The U.S. sponsored a follow-up workshop on June 12-15, 1994, in Cairo to explore the next steps in providing technical assistance for small community wastewater facilities planning. A total of 35 participants came to the meeting, including Israeli, Egyptian, Jordanian, Moroccan, Omani, Palestinian and Tunisian waste-water experts and representatives of the U.S., Russia, the World Bank and UNDP. It was jointly sponsored by the Multilateral Working Groups on Environment and Water Resource.

The President’s Environmental Technology Initiative also proposed and funded a project to deal with the same issues of wastewater collection, treatment and reuse in the Middle East. The project employed top U.S. professionals in the field along with U.S. manufacturers who examined specific technology to solve small community problems. Agreements were then negotiated with regional scientists and engineers to evaluate the technology and deliver assessments at regional forums in November 1996. In Israel, an evaluation was funded to deal with lagoon-reservoir-reuse systems. Part of this plan was the Peace Process project, in which a regional team of experts traveled to potential sites in different countries and chose the Village of Taffough in Hebron for construction of wastewater facilities. U.S. donor organizations, the World Bank, USAID and UNDP, are monitoring the construction.

The Center for Environmental Research (CERI), operating at the request of the EPA Office of Water, is sponsoring a project similar to the one in Hebron in Jenin, a small village in the Northern area of the West Bank. This project will used the same advanced technology used in the Hebron project to benefit Jenin crops. It is still in the development stage.

In the fall of 1998, representatives from the U.S. Environmental Protection Agency and the Israeli Ministry of Environment, in conjunction with the Air and Waste Management Association and the Environmental Technologies Council participated in a Hazardous Waste Management workshop in Israel designed to train the Israeli private sector in hazardous waste management and to share information on U.S. private sector technologies in the field. As a follow-up, representatives from the Israeli Ministry of the Environment and the private sector talked to U.S. industry representatives in an attempt to attract U.S. industry to Israel to address environmental efforts in the areas of sludge, waste management, coal desulfurization and dyking containment.

Also in 1998, the U.S.-Israel Science and Technology Commission sponsored a program on Regional Middle East Environmental Harmonization at the 5th World Congress of Chemical engineering in which representatives from Israel, Jordan, the Palestinian authority, and Egypt participated.

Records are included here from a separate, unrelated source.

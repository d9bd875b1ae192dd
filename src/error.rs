use std::error::Error as StdError;
use std::fmt;
use std::io;

use url::Url;

use crate::response::Response;

/// A `Result` alias where the `Err` case is `httpclient::Error`.
pub type Result<T> = std::result::Result<T, Error>;

/// A boxed error type used where the error source is dynamic.
pub type BoxError = Box<dyn StdError + Send + Sync>;

/// The Errors that may occur when configuring a client or processing a
/// request.
///
/// Note: Errors may include the full URL used to make the `Request`. If the
/// URL contains sensitive information (e.g. an API key as a query parameter),
/// be sure to remove it ([`without_url`](Error::without_url))
pub struct Error {
    inner: Box<Inner>,
}

struct Inner {
    kind: Kind,
    source: Option<BoxError>,
    url: Option<Url>,
    response: Option<Response>,
}

impl Error {
    pub(crate) fn new<E>(kind: Kind, source: Option<E>) -> Error
    where
        E: Into<BoxError>,
    {
        Error {
            inner: Box::new(Inner {
                kind,
                source: source.map(Into::into),
                url: None,
                response: None,
            }),
        }
    }

    pub(crate) fn config<E: Into<BoxError>>(e: E) -> Error {
        Error::new(Kind::Config, Some(e))
    }

    pub(crate) fn request<E: Into<BoxError>>(e: E) -> Error {
        Error::new(Kind::Request, Some(e))
    }

    pub(crate) fn redirect<E: Into<BoxError>>(e: E, url: Url, response: Response) -> Error {
        let mut err = Error::new(Kind::Redirect, Some(e)).with_url(url);
        err.inner.response = Some(response);
        err
    }

    pub(crate) fn decode<E: Into<BoxError>>(e: E) -> Error {
        Error::new(Kind::Decode, Some(e))
    }

    /// Returns a possible URL related to this error.
    ///
    /// # Examples
    ///
    /// ```
    /// # async fn run() {
    /// // displays last stop of a redirect loop
    /// let response = httpclient::get("http://site.with.redirect.loop").await;
    /// if let Err(e) = response {
    ///     if e.is_redirect() {
    ///         if let Some(final_stop) = e.url() {
    ///             println!("redirect loop at {}", final_stop);
    ///         }
    ///     }
    /// }
    /// # }
    /// ```
    pub fn url(&self) -> Option<&Url> {
        self.inner.url.as_ref()
    }

    /// Add a url related to this error (overwriting any existing)
    pub fn with_url(mut self, url: Url) -> Self {
        self.inner.url = Some(url);
        self
    }

    /// Strip the related url from this error (if, for example, it contains
    /// sensitive information)
    pub fn without_url(mut self) -> Self {
        self.inner.url = None;
        self
    }

    /// Returns the last received response, if the error carries one.
    ///
    /// A redirect refused by the redirect policy still produced a response
    /// (the 3xx hop the policy stopped at). The error signals "stopped
    /// here", not "nothing happened", so the status and headers of that
    /// final hop remain inspectable.
    pub fn response(&self) -> Option<&Response> {
        self.inner.response.as_ref()
    }

    /// Consumes the error, returning the last received response if the
    /// error carries one.
    pub fn into_response(self) -> Option<Response> {
        self.inner.response
    }

    /// Returns true if the error is a configuration error.
    ///
    /// Configuration errors are detected before any network I/O is
    /// attempted and are never retried.
    pub fn is_config(&self) -> bool {
        matches!(self.inner.kind, Kind::Config)
    }

    /// Returns true if the error came from the redirect policy.
    pub fn is_redirect(&self) -> bool {
        matches!(self.inner.kind, Kind::Redirect)
    }

    /// Returns true if the error is related to sending the request.
    pub fn is_request(&self) -> bool {
        matches!(self.inner.kind, Kind::Request)
    }

    /// Returns true if the error is related to decoding the response body.
    pub fn is_decode(&self) -> bool {
        matches!(self.inner.kind, Kind::Decode)
    }

    /// Returns true if the error is related to a timeout.
    pub fn is_timeout(&self) -> bool {
        let mut source = self.source();

        while let Some(err) = source {
            if err.is::<TimedOut>() {
                return true;
            }

            if let Some(io) = err.downcast_ref::<io::Error>() {
                if io.kind() == io::ErrorKind::TimedOut {
                    return true;
                }
            }

            source = err.source();
        }

        false
    }

    /// Returns true if the request was canceled through the cancellation
    /// context before it completed.
    pub fn is_canceled(&self) -> bool {
        let mut source = self.source();

        while let Some(err) = source {
            if err.is::<Canceled>() {
                return true;
            }

            source = err.source();
        }

        false
    }
}

impl fmt::Debug for Error {
    fn fmt(&self, f: &mut fmt::Formatter) -> fmt::Result {
        let mut builder = f.debug_struct("httpclient::Error");

        builder.field("kind", &self.inner.kind);

        if let Some(ref url) = self.inner.url {
            builder.field("url", url);
        }

        if let Some(ref response) = self.inner.response {
            builder.field("response", response);
        }

        if let Some(ref source) = self.inner.source {
            builder.field("source", source);
        }

        builder.finish()
    }
}

impl fmt::Display for Error {
    fn fmt(&self, f: &mut fmt::Formatter) -> fmt::Result {
        match self.inner.kind {
            Kind::Config => f.write_str("configuration error")?,
            Kind::Request => f.write_str("error sending request")?,
            Kind::Redirect => f.write_str("error following redirect")?,
            Kind::Decode => f.write_str("error decoding response body")?,
        };

        if let Some(ref url) = self.inner.url {
            write!(f, " for url ({})", url)?;
        }

        if let Some(ref e) = self.inner.source {
            write!(f, ": {}", e)?;
        }

        Ok(())
    }
}

impl StdError for Error {
    fn source(&self) -> Option<&(dyn StdError + 'static)> {
        self.inner.source.as_ref().map(|e| &**e as _)
    }
}

#[derive(Debug)]
pub(crate) enum Kind {
    Config,
    Request,
    Redirect,
    Decode,
}

#[derive(Debug)]
pub(crate) struct TimedOut;

impl fmt::Display for TimedOut {
    fn fmt(&self, f: &mut fmt::Formatter) -> fmt::Result {
        f.write_str("operation timed out")
    }
}

impl StdError for TimedOut {}

#[derive(Debug)]
pub(crate) struct Canceled;

impl fmt::Display for Canceled {
    fn fmt(&self, f: &mut fmt::Formatter) -> fmt::Result {
        f.write_str("operation canceled")
    }
}

impl StdError for Canceled {}

#[cfg(test)]
mod tests {
    use super::*;

    fn assert_send<T: Send>() {}
    fn assert_sync<T: Sync>() {}

    #[test]
    fn test_source_chain() {
        let root = Error::new(Kind::Request, None::<Error>);
        assert!(root.source().is_none());

        let link = Error::request(root);
        assert!(link.source().is_some());
        assert_send::<Error>();
        assert_sync::<Error>();
    }

    #[test]
    fn mem_size_of() {
        use std::mem::size_of;
        assert_eq!(size_of::<Error>(), size_of::<usize>());
    }

    #[test]
    fn is_timeout() {
        let err = Error::request(super::TimedOut);
        assert!(err.is_timeout());

        let io = io::Error::from(io::ErrorKind::TimedOut);
        let nested = Error::request(io);
        assert!(nested.is_timeout());
    }

    #[test]
    fn is_canceled() {
        let err = Error::request(super::Canceled);
        assert!(err.is_canceled());
        assert!(!err.is_timeout());
    }

    #[test]
    fn display_carries_url_and_source() {
        let url = Url::parse("http://example.local/a").unwrap();
        let err = Error::request(TimedOut).with_url(url);
        assert_eq!(
            err.to_string(),
            "error sending request for url (http://example.local/a): operation timed out"
        );
    }
}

As a result, the MENA-PeaceNet web site now contains each of the member countries’ environmental regulatory framework.

The nonprofit, non-government branch of the Commission, the U.S. Science and Technology Foundation, has allocated several million dollars to fund projects with new technology relating to the environment. One major project relates to toxic waste cleanup at a site in Israel called Ramat Hovav. The Foundation has $80 million worth of projects currently in progress relating to almost every aspect of the environment from solar power concentration to seawater desalination.

The U.S. Environmental Protection Agency recently began to assist in the development and implementation of a sister lakes environmental exchange program between Lake Winnipesaukee of New Hampshire and Lake Kinneret (Sea of Galilee) in Israel. The focus of this project will be on technical exchange programs.

During July of 2014 and Operation Protective Edge, American firefighters came to Israel to help put out fires there and preserve the environment.